Author-environmentalist Ken Ilgunas, who received an MA from Duke University, began his own journey for similar reasons. But Ilgunas thoroughly stocked himself with money, food, a destination and a purpose. That didn’t make his trek any less difficult or enlightening.
In Trespassing Across America, Ilgunas records his travelogue of the seemingly most-boring region of North America — the Great Plains.
“It would be just as well to refer to the area as the ‘Great Boring,’” Ilgunas writes. “Not only are the Plains plain, but they’re enormously plain.”

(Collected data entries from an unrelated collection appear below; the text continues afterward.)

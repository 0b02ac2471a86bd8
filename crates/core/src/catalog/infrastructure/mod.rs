pub mod catalog_store;
pub mod static_catalog;
pub mod woocommerce_source;
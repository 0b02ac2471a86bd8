use std::path::Path;

use image::RgbaImage;

/// Writes a single composed image to a file.
pub trait ImageWriter: Send {
    /// Writes an image to the given path, optionally resizing to the given dimensions.
    fn write(
        &self,
        path: &Path,
        image: &RgbaImage,
        size: Option<(u32, u32)>,
    ) -> Result<(), Box<dyn std::error::Error>>;
}

/// Size that fits `display_width` while keeping the aspect ratio of
/// `(width, height)`. `None` when any dimension is zero.
pub fn display_size((width, height): (u32, u32), display_width: u32) -> Option<(u32, u32)> {
    if width == 0 || height == 0 || display_width == 0 {
        return None;
    }
    let scaled = (f64::from(height) * f64::from(display_width) / f64::from(width)).round();
    Some((display_width, (scaled as u32).max(1)))
}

Finding himself discontent washing dishes in Alaska, Ilgunas planned to trace the path of the proposed Keystone XL Pipeline. Beginning his quest in September 2012, Ilgunas hitchhiked from Denver to the northern end of east-central Alberta’s Tar Sands, from where oil would be transported southeast to Port Arthur, Texas, near the Louisiana border. He’d walk the length of the hypothetical pipeline, traipsing borders and private pastures, as something of a nonviolent protest against both climate change and land-property rights.

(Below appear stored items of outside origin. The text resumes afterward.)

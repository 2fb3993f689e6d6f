//! Live listener: routes chain events to a handler with per-entity ordering.
//!
//! One router task reads the [`ChainEventStream`] and hands each event to the
//! lane of its [`EntityKey`]. A lane is a task that applies its queue
//! sequentially, so updates to the same farm or credit land in arrival order.
//! Lanes are opened on demand and retire once their queue is empty, so a
//! handler stuck on one entity never delays another.
//!
//! Queued plus in-flight events are capped by `event_channel_capacity`; the
//! router stops reading the stream while the cap is reached.
//!
//! Stopping the listener drops the stream (which unsubscribes from the
//! chain), then lets every lane drain what is already queued.

use std::collections::HashMap;
use std::sync::{Arc, Mutex, MutexGuard, PoisonError};

use futures::StreamExt;
use tokio::sync::{mpsc, watch, OwnedSemaphorePermit, Semaphore};
use tokio::task::{JoinHandle, JoinSet};
use tracing::{debug, info, warn};

use crate::chain::{ChainEvent, ChainEventStream, ChainReader, EntityKey};
use crate::error::IndexerError;
use crate::handler::EventHandler;
use crate::indexer::IndexerConfig;

/// Counters snapshot for the live listener.
#[derive(Debug, Clone, Default, PartialEq, Eq)]
pub struct ListenerStats {
    pub events_received: u64,
    pub events_handled: u64,
    pub handler_errors: u64,
    pub stream_errors: u64,
    /// Lanes opened so far; a busy entity reuses its open lane.
    pub lanes_opened: u64,
}

type SharedStats = Arc<Mutex<ListenerStats>>;

fn bump(stats: &SharedStats, f: impl FnOnce(&mut ListenerStats)) {
    if let Ok(mut s) = stats.lock() {
        f(&mut s);
    }
}

/// An event plus its slot under the in-flight cap.
struct Queued {
    event: ChainEvent,
    _permit: OwnedSemaphorePermit,
}

/// Open lanes by entity. Senders are only used while this lock is held.
type Lanes = Arc<Mutex<HashMap<EntityKey, mpsc::UnboundedSender<Queued>>>>;

fn lock(lanes: &Lanes) -> MutexGuard<'_, HashMap<EntityKey, mpsc::UnboundedSender<Queued>>> {
    lanes.lock().unwrap_or_else(PoisonError::into_inner)
}

/// Entry point for starting a listener.
pub struct LiveListener;

impl LiveListener {
    /// Subscribe to `chain` and start dispatching events to `handler`.
    pub async fn spawn(
        chain: Arc<dyn ChainReader>,
        handler: Arc<dyn EventHandler>,
        config: &IndexerConfig,
    ) -> Result<ListenerHandle, IndexerError> {
        let stream = chain.subscribe().await?;
        Ok(Self::spawn_on(stream, handler, config))
    }

    /// Start dispatching from an already-open stream.
    pub fn spawn_on(
        stream: ChainEventStream,
        handler: Arc<dyn EventHandler>,
        config: &IndexerConfig,
    ) -> ListenerHandle {
        let capacity = config.event_channel_capacity.max(1);
        let stats: SharedStats = Arc::new(Mutex::new(ListenerStats::default()));
        let (shutdown_tx, shutdown_rx) = watch::channel(false);

        let router = Router {
            handler,
            limit: Arc::new(Semaphore::new(capacity)),
            lanes: Arc::new(Mutex::new(HashMap::new())),
            stats: Arc::clone(&stats),
        };
        let router = tokio::spawn(router.run(stream, shutdown_rx));
        info!(capacity, "live listener started");

        ListenerHandle {
            shutdown: shutdown_tx,
            router,
            stats,
        }
    }
}

/// Owns the listener's tasks.
pub struct ListenerHandle {
    shutdown: watch::Sender<bool>,
    router: JoinHandle<()>,
    stats: SharedStats,
}

impl ListenerHandle {
    pub fn stats(&self) -> ListenerStats {
        self.stats.lock().map(|s| s.clone()).unwrap_or_default()
    }

    /// `true` once the router and every lane have exited.
    pub fn is_finished(&self) -> bool {
        self.router.is_finished()
    }

    /// Unsubscribe and wait for queued events to finish.
    pub async fn stop(self) -> ListenerStats {
        let _ = self.shutdown.send(true);
        if let Err(e) = self.router.await {
            warn!(error = %e, "listener router task panicked");
        }
        let stats = self.stats.lock().map(|s| s.clone()).unwrap_or_default();
        info!(
            received = stats.events_received,
            handled = stats.events_handled,
            errors = stats.handler_errors,
            lanes = stats.lanes_opened,
            "live listener stopped"
        );
        stats
    }
}

struct Router {
    handler: Arc<dyn EventHandler>,
    limit: Arc<Semaphore>,
    lanes: Lanes,
    stats: SharedStats,
}

impl Router {
    async fn run(self, mut stream: ChainEventStream, mut shutdown: watch::Receiver<bool>) {
        let mut workers = JoinSet::new();
        let mut permit = None;

        loop {
            if permit.is_none() {
                tokio::select! {
                    _ = shutdown.changed() => break,
                    acquired = Arc::clone(&self.limit).acquire_owned() => match acquired {
                        Ok(p) => permit = Some(p),
                        Err(_) => break,
                    },
                }
            }

            tokio::select! {
                _ = shutdown.changed() => {
                    debug!("listener shutdown requested");
                    break;
                }
                Some(done) = workers.join_next(), if !workers.is_empty() => {
                    if let Err(e) = done {
                        warn!(error = %e, "listener lane panicked");
                    }
                }
                item = stream.next() => match item {
                    Some(Ok(event)) => {
                        bump(&self.stats, |s| s.events_received += 1);
                        if let Some(permit) = permit.take() {
                            self.dispatch(&mut workers, event, permit);
                        }
                    }
                    Some(Err(e)) => {
                        bump(&self.stats, |s| s.stream_errors += 1);
                        warn!(error = %e, "event stream error");
                    }
                    None => {
                        warn!("event stream ended");
                        break;
                    }
                }
            }
        }

        // Unsubscribe first, then let the open lanes drain.
        drop(stream);
        while let Some(done) = workers.join_next().await {
            if let Err(e) = done {
                warn!(error = %e, "listener lane panicked");
            }
        }
        debug!("listener lanes drained");
    }

    fn dispatch(&self, workers: &mut JoinSet<()>, event: ChainEvent, permit: OwnedSemaphorePermit) {
        let key = event.entity();
        let queued = Queued {
            event,
            _permit: permit,
        };

        let mut open = lock(&self.lanes);
        let queued = match open.get(&key) {
            Some(tx) => match tx.send(queued) {
                Ok(()) => return,
                // The lane died without retiring (handler panic); open a new one.
                Err(mpsc::error::SendError(queued)) => queued,
            },
            None => queued,
        };

        let (tx, rx) = mpsc::unbounded_channel();
        if tx.send(queued).is_err() {
            return;
        }
        open.insert(key, tx);
        drop(open);

        bump(&self.stats, |s| s.lanes_opened += 1);
        workers.spawn(run_lane(
            key,
            rx,
            Arc::clone(&self.lanes),
            Arc::clone(&self.handler),
            Arc::clone(&self.stats),
        ));
    }
}

/// Apply one entity's events in order, then retire.
async fn run_lane(
    key: EntityKey,
    mut rx: mpsc::UnboundedReceiver<Queued>,
    lanes: Lanes,
    handler: Arc<dyn EventHandler>,
    stats: SharedStats,
) {
    loop {
        let queued = match rx.try_recv() {
            Ok(queued) => queued,
            Err(_) => {
                let mut open = lock(&lanes);
                match rx.try_recv() {
                    Ok(queued) => queued,
                    Err(_) => {
                        open.remove(&key);
                        break;
                    }
                }
            }
        };

        let event = &queued.event;
        match handler.handle(event).await {
            Ok(()) => bump(&stats, |s| s.events_handled += 1),
            Err(e) => {
                bump(&stats, |s| s.handler_errors += 1);
                warn!(
                    entity = ?key,
                    kind = %event.kind(),
                    block = event.block_number,
                    error = %e,
                    "event handler failed"
                );
            }
        }
    }
    debug!(entity = ?key, "listener lane retired");
}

The resulting book, which was not part of his plan, contains poignant moments of self-examination and humorous self-deprecation. But Ilgunas soon realizes Big Oil is even more complex than he’d believed.
“Oil was everywhere; it was in everything,” Ilgunas opines. “And going without oil or coal or natural gas was, on this hike and in life in general, pretty much impossible.”
He also recognizes the importance of oil to the people he meets and their communities.
“[The Heartland] feeds us, irrigates us, powers our cars and planes, and bears some of the best and worst of our history as a people,” Ilgunas concludes.